- DATA EXCERPTS -
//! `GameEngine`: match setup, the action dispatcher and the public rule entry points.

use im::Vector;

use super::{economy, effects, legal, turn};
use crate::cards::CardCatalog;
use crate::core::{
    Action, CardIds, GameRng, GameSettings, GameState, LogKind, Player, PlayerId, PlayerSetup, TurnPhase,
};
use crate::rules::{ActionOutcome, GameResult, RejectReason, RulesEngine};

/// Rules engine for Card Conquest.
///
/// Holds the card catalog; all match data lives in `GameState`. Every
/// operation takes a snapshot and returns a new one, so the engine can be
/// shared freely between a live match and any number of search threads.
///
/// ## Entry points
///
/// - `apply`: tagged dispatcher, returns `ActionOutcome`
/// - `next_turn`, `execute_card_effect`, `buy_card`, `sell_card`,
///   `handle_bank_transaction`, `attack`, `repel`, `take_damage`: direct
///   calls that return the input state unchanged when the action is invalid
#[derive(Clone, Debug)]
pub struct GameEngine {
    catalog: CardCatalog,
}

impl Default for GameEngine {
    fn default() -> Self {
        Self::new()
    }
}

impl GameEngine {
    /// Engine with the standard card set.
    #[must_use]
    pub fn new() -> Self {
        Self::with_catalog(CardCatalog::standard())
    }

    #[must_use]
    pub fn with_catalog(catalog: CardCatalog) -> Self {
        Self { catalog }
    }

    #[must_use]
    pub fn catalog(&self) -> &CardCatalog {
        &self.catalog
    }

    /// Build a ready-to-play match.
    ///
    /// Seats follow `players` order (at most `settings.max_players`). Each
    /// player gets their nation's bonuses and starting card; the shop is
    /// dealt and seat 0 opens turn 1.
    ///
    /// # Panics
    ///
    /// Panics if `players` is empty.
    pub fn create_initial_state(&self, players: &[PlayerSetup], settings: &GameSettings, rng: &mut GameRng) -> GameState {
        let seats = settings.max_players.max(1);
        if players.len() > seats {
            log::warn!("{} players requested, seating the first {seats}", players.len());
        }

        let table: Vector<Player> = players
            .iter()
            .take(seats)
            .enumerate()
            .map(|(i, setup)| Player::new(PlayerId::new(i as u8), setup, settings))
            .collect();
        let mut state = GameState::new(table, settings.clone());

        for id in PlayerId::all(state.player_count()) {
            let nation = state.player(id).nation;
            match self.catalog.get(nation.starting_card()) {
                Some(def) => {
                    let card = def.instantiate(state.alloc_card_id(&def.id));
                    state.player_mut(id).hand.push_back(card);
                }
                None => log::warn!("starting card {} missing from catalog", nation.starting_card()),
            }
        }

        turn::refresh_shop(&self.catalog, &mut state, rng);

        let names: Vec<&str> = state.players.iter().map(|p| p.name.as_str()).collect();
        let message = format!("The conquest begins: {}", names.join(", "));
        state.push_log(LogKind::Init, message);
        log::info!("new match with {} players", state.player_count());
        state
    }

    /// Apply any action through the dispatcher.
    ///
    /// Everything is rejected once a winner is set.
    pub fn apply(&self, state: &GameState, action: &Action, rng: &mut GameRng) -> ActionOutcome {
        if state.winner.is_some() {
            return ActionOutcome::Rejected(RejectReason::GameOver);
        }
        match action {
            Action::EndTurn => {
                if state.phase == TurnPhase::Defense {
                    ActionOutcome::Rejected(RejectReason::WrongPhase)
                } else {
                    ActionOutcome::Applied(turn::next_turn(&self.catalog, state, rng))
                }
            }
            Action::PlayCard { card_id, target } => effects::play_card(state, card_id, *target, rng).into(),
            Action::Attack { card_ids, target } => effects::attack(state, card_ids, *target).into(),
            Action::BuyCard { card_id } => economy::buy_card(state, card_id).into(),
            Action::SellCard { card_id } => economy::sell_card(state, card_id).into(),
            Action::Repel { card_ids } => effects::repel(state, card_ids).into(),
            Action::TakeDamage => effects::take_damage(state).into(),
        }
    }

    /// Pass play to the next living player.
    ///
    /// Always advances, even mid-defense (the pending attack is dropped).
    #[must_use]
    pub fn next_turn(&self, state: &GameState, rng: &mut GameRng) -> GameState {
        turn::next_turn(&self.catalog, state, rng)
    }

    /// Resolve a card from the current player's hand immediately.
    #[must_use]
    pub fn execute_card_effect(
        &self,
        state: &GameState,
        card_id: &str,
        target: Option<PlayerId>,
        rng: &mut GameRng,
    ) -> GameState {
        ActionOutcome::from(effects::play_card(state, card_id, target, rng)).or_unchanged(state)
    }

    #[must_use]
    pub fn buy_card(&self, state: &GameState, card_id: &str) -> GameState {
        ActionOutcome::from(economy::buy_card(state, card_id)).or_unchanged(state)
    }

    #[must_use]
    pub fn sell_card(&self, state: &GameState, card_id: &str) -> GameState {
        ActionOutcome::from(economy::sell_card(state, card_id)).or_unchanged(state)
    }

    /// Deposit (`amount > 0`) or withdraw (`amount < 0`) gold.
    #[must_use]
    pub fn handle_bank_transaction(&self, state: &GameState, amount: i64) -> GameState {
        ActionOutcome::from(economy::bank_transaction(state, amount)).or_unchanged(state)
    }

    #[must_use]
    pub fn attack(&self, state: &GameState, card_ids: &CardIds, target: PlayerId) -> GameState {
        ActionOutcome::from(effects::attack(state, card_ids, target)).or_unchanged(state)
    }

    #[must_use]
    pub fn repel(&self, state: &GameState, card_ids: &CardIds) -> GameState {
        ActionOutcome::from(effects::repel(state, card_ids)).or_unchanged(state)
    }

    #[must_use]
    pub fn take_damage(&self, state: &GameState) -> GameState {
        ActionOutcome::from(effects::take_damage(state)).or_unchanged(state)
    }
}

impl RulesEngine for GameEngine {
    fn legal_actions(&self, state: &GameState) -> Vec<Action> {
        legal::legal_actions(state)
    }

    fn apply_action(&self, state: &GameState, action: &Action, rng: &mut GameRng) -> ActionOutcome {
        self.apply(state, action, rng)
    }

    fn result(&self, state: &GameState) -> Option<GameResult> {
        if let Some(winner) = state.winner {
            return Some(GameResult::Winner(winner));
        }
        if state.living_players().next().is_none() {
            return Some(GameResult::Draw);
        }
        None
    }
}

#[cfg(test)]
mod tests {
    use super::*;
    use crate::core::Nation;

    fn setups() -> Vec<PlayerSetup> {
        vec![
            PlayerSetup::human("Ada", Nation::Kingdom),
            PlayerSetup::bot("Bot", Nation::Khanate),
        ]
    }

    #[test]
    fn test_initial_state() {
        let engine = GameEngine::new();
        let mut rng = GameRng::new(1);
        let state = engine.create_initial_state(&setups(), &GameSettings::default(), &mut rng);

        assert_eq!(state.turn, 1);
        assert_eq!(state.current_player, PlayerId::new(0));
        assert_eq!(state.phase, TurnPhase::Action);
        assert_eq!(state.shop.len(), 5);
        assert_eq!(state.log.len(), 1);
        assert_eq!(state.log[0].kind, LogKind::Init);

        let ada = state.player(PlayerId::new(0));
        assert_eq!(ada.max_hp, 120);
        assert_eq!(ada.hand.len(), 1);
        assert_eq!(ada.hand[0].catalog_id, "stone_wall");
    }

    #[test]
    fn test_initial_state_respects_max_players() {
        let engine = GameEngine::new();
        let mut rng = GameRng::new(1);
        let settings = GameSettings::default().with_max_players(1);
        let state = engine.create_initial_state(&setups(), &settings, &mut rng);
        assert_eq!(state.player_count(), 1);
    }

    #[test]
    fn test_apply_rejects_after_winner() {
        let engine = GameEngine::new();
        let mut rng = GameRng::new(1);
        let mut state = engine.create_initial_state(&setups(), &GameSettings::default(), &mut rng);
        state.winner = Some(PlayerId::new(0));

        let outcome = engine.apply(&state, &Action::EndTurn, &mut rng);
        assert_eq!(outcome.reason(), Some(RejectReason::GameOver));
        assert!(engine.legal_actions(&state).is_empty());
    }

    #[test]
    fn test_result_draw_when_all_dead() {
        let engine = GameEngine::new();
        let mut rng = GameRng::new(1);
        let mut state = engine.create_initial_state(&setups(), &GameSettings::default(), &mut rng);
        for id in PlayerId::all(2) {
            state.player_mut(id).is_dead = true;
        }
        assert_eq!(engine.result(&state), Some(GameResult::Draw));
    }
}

- DIRECTIONS FOR THIS TASK -
In the data above, find the line containing "for id in PlayerId::all(2)", then copy it and every later line exactly.

- YOUR RESPONSE -
        for id in PlayerId::all(2) {
            state.player_mut(id).is_dead = true;
        }
        assert_eq!(engine.result(&state), Some(GameResult::Draw));
    }
}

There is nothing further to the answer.